[Stored items]
****************************************

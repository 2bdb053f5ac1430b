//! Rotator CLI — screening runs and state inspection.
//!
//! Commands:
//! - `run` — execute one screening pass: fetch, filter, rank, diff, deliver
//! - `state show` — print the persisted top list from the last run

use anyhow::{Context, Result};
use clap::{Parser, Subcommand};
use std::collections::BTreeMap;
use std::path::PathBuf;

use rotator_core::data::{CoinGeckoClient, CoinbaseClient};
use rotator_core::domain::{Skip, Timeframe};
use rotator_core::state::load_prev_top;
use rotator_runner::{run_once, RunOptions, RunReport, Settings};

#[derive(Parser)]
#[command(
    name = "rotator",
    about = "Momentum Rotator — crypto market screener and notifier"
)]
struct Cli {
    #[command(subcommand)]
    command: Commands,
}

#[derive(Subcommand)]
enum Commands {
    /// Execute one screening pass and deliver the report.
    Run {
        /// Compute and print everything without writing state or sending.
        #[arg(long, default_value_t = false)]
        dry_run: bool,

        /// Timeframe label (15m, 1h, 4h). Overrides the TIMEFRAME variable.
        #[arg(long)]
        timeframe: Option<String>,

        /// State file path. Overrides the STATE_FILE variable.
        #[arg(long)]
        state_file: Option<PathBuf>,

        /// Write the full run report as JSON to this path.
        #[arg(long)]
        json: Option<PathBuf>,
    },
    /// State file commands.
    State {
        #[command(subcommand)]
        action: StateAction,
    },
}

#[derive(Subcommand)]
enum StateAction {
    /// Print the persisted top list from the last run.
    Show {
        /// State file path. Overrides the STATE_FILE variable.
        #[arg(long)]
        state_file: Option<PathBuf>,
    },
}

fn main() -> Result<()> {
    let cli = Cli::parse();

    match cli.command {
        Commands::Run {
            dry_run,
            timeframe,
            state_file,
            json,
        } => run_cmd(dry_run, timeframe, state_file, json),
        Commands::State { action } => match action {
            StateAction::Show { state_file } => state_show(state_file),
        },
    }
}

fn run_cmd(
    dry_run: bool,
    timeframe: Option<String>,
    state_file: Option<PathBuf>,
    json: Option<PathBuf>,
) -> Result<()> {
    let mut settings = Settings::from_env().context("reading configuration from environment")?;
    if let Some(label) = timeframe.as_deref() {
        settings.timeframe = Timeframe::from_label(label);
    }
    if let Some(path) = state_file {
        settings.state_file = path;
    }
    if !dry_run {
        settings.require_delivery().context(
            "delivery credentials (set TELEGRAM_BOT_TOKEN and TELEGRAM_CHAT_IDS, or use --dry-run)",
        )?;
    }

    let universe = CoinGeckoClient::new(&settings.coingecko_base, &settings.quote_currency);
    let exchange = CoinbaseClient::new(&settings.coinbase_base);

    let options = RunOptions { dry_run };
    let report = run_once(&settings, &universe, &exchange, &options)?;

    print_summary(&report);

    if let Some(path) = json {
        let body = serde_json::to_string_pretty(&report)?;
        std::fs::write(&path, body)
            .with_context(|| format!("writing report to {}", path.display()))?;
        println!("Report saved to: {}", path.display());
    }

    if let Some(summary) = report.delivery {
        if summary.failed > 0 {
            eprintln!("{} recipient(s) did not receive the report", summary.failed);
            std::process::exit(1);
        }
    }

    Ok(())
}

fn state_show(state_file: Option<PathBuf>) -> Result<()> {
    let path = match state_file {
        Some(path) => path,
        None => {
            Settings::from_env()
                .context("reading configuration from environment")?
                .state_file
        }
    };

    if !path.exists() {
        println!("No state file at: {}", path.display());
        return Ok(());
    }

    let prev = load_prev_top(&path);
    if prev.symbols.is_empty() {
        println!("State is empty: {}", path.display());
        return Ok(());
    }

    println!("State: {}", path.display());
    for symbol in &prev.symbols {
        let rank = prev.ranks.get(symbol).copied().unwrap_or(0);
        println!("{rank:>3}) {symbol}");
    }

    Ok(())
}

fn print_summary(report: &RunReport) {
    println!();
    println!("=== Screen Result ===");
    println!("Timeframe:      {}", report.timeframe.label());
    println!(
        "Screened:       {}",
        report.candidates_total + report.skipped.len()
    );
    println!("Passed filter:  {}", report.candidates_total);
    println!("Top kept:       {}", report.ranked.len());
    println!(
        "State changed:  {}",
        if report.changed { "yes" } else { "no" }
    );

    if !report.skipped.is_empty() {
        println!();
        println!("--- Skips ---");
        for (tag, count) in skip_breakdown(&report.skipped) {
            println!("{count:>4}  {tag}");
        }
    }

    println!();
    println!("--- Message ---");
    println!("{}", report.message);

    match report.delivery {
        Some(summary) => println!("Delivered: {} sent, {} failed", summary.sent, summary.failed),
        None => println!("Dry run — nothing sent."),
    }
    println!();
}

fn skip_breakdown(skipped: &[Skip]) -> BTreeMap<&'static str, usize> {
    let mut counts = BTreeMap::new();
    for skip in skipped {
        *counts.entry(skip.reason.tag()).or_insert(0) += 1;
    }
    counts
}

****************************************

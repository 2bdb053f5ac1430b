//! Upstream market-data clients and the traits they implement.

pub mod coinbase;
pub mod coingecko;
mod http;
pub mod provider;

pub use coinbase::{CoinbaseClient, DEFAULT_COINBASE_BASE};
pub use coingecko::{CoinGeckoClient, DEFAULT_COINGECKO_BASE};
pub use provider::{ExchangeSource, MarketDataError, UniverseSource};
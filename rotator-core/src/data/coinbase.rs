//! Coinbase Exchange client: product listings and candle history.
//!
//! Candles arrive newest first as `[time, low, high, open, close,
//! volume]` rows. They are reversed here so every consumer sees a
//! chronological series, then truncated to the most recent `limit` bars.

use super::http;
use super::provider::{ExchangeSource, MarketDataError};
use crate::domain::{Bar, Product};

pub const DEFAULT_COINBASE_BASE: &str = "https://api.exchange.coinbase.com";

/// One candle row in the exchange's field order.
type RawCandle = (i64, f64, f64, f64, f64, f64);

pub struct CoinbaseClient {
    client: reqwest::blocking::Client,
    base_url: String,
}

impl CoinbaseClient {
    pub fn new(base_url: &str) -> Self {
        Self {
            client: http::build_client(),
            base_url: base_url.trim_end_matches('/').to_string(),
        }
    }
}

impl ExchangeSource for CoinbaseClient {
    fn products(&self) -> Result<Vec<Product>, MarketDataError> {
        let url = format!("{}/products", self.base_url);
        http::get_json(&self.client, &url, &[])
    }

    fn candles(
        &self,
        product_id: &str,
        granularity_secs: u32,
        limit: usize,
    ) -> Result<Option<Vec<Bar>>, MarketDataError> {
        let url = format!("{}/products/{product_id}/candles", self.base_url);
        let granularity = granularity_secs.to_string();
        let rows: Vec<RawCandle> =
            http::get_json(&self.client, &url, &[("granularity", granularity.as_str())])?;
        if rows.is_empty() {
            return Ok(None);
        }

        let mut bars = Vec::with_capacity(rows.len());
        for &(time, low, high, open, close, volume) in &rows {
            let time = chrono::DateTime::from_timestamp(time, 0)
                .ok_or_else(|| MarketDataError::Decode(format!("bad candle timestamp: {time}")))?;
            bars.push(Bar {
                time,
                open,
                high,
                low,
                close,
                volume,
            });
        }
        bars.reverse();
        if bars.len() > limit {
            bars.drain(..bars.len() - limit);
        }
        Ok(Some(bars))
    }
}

****************************************

Among the entries, find every line holding "bars" and return it.

//! chronological series, then truncated to the most recent `limit` bars.
        let mut bars = Vec::with_capacity(rows.len());
            bars.push(Bar {
        bars.reverse();
        if bars.len() > limit {
            bars.drain(..bars.len() - limit);
        Ok(Some(bars))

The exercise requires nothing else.